Tutorial: Building a Domain
To define your own MDP in BURLAP that can then be used with BURLAP's planning or learning algorithms, you will want to familiarize yourself with the following Java interfaces and data structures. Here we will give a brief review of what each these are, and in the subsequent sections we will be implenting the interfaces to define our grid world. A UML diagram of these elements is shown in the below figure.
Figure: UML Digram of the Java interfaces/classes for an MDP definition.
- SADomain - A data structure that stands for "single agent domain". This data structure stores information about an MDP that you will define and is typically passed to different planning or learning algorithms.
- State - Implement this interface to define the state variables of your MDP state space.
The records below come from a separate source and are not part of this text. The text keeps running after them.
//! Named target factories.
//!
//! A `FactoryRegistry` maps names to targets. Entry points resolve the
//! target they build by name, so installing a composed target under a base
//! target's name makes every later lookup of that name yield the composed
//! system. Each name may be rebound at most once, and the rebinding must
//! happen before the lookup it is meant to affect.
//!
//! A process-wide registry, seeded with the built-in targets, backs
//! [`install_as_default_factory`] and [`resolve_default`].

use std::collections::{BTreeMap, BTreeSet};
use std::sync::{Arc, OnceLock, PoisonError, RwLock};

use crate::base::{Target, Ulx3sTarget};
use crate::error::{Result, SocError};

/// Name-to-target bindings.
#[derive(Default)]
pub struct FactoryRegistry {
    factories: BTreeMap<String, Arc<dyn Target>>,
    installed: BTreeSet<String>,
}

impl FactoryRegistry {
    /// An empty registry.
    pub fn new() -> Self {
        Self::default()
    }

    /// A registry holding the built-in targets.
    pub fn with_builtins() -> Self {
        let mut registry = Self::new();
        registry.register(Arc::new(Ulx3sTarget));
        registry
    }

    /// Bind a target under its own name, replacing any earlier registration.
    pub fn register(&mut self, factory: Arc<dyn Target>) {
        self.factories.insert(factory.name().to_string(), factory);
    }

    /// Bind `name` to `factory`, returning the binding it replaces.
    ///
    /// A name can be installed over once; a second install under the same
    /// name fails with `FactoryAlreadyInstalled` and leaves the first in place.
    pub fn install(
        &mut self,
        name: &str,
        factory: Arc<dyn Target>,
    ) -> Result<Option<Arc<dyn Target>>> {
        if self.installed.contains(name) {
            return Err(SocError::FactoryAlreadyInstalled {
                name: name.to_string(),
            });
        }
        let previous = self.factories.insert(name.to_string(), factory);
        self.installed.insert(name.to_string());
        match &previous {
            Some(old) => tracing::warn!(name, replaced = old.description(), "rebound factory"),
            None => tracing::info!(name, "installed factory"),
        }
        Ok(previous)
    }

    /// The target bound to `name`.
    pub fn resolve(&self, name: &str) -> Result<Arc<dyn Target>> {
        self.factories
            .get(name)
            .cloned()
            .ok_or_else(|| SocError::UnknownFactory {
                name: name.to_string(),
            })
    }

    /// Bound names, sorted.
    pub fn names(&self) -> Vec<String> {
        self.factories.keys().cloned().collect()
    }

    /// Whether `name` has been installed over.
    pub fn is_installed(&self, name: &str) -> bool {
        self.installed.contains(name)
    }
}

impl std::fmt::Debug for FactoryRegistry {
    fn fmt(&self, f: &mut std::fmt::Formatter<'_>) -> std::fmt::Result {
        f.debug_struct("FactoryRegistry")
            .field("factories", &self.factories.keys().collect::<Vec<_>>())
            .field("installed", &self.installed)
            .finish()
    }
}

fn default_registry() -> &'static RwLock<FactoryRegistry> {
    static REGISTRY: OnceLock<RwLock<FactoryRegistry>> = OnceLock::new();
    REGISTRY.get_or_init(|| RwLock::new(FactoryRegistry::with_builtins()))
}

/// Replace `base` in the process-wide registry with `composed`.
///
/// Must run before any [`resolve_default`] of the base name that is meant to
/// see the composed target.
pub fn install_as_default_factory(base: &dyn Target, composed: Arc<dyn Target>) -> Result<()> {
    let mut registry = default_registry()
        .write()
        .unwrap_or_else(PoisonError::into_inner);
    registry.install(base.name(), composed)?;
    Ok(())
}

/// Look up a target in the process-wide registry.
pub fn resolve_default(name: &str) -> Result<Arc<dyn Target>> {
    default_registry()
        .read()
        .unwrap_or_else(PoisonError::into_inner)
        .resolve(name)
}

/// Names bound in the process-wide registry, sorted.
pub fn default_names() -> Vec<String> {
    default_registry()
        .read()
        .unwrap_or_else(PoisonError::into_inner)
        .names()
}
An instace of this object will specify a single state from the state space.
- Action - Implement this interface to define a possible action that the agent can select. If your MDP action set is discrete and unparameterized, you may consider using the provided concrete implementation SimpleAction, which defines an aciton entirely by a single String name
- ActionType - Implement this interface to define a kind of Java factory for generating your Actions. In particular, this interface allows you define preconditions for actions. Actions with preconditions are actions that the agent can only select/execute in some states, and not others. It also allows you to specify which kinds of parameterizations of your actions are allowable in a state, if your actions are parameterized. Often, MDPs have unparameterized actions that can be executed in any state (no precondtions). In such cases, you should consider the provided concrete implementation UniversalActionType.
SampleModel - Implement this interface to define the model of your MDP. This inferface only requires you to implement methods that can sample a transition: spit back out a possible next state and reward given a prior state and action taken. Some planning algorithms, however, require more information; they may require being able to enumerate the set of possible transitions and their probability of occurring. If you wish to support these kinds of algorithms, then you will instead want to implement the FullModel interface that extends the SampleModel interface with a method for enumerating the transition probability distribution.
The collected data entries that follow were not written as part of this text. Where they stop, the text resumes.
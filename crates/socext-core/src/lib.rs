//! Core peripheral model for socext.
//!
//! A peripheral is built from named physical signals and exposes one or more
//! control/status registers (CSRs) to software:
//! - **Signals:** shared handles to the live level of a physical pad
//! - **Fields:** named, fixed-width slices of a register with value labels
//! - **Registers:** read-only status and read-write storage CSRs
//! - **Modules:** capability traits a SoC uses to collect submodules and
//!   discover register banks

pub mod error;
pub mod field;
pub mod module;
pub mod peripheral;
pub mod register;
pub mod signal;

pub use error::{PeripheralError, Result};
pub use field::{BitField, ValueLabel};
pub use module::{Documented, ModuleDoc, RegisterBank, Submodule};
pub use peripheral::{Binding, PeripheralConfig, StatusRegisterPeripheral};
pub use register::{Access, Csr, StatusRegister, StorageRegister, MAX_REGISTER_WIDTH};
pub use signal::{ConnectionProvider, Signal, UnknownConnection};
Note that if you are defining a learning problem in which an agent interacts with an external environment from BURLAP, it may not be possible to define even a SampleModel. For example, if you're going to use BURLAP to control robots via reinforcement learning, it might not be possible for you to specify a model of reality in a meanginful way (or it might simply be unncessary). In these cases, the model can be omitted from the MDP description and instead you'll want to implement a custom Environment instance, described next.
- Environment - An MDP defines the nature of an environment, but ultimately, an agent will want to interact with an actual environment, either through learning or to execute a policy it computed from planning for the MDP. An environment has a specific state of the world that the agent can only modify by using the MDP actions. Implement this interface to provide an environment with which BURLAP agents can interact. If you defined the MDP yourself, then you'll probably don't want to implement Environment yourself and instead use the provided concreate SimulatedEnvironment class, which takes an SADomain with a SampleModel, and simulates an environment for it.
- EnvironmentOutcome - A tuple that contains a prior state/observation, an action taken in that state, a reward recieved, and a next state/observation to which the environment transitioned. This object is typically returned by an Environment instance when an action is taken, or from a SampleModel when you sample a transition.
- TransitionProb - A tuple containing a double and an EnvironmentOutcome object, which specifies the probability of the transition specified by EnvironmentOutcome occurring. Typically, a list of these objects is returned by a FullModel instance when querying it for the transition probability distribution.